> _Supplied information_:
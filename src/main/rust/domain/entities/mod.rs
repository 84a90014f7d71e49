mod stream_session;

pub use stream_session::{SessionState, StreamSession};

> _What the task requires_:
Print out the whole listing exactly as it appears.

> _Solution for this problem_:
filename src/main/rust/domain/entities/mod.rs
repository 84a90014f7d71e49
mod stream_session;

pub use stream_session::{SessionState, StreamSession};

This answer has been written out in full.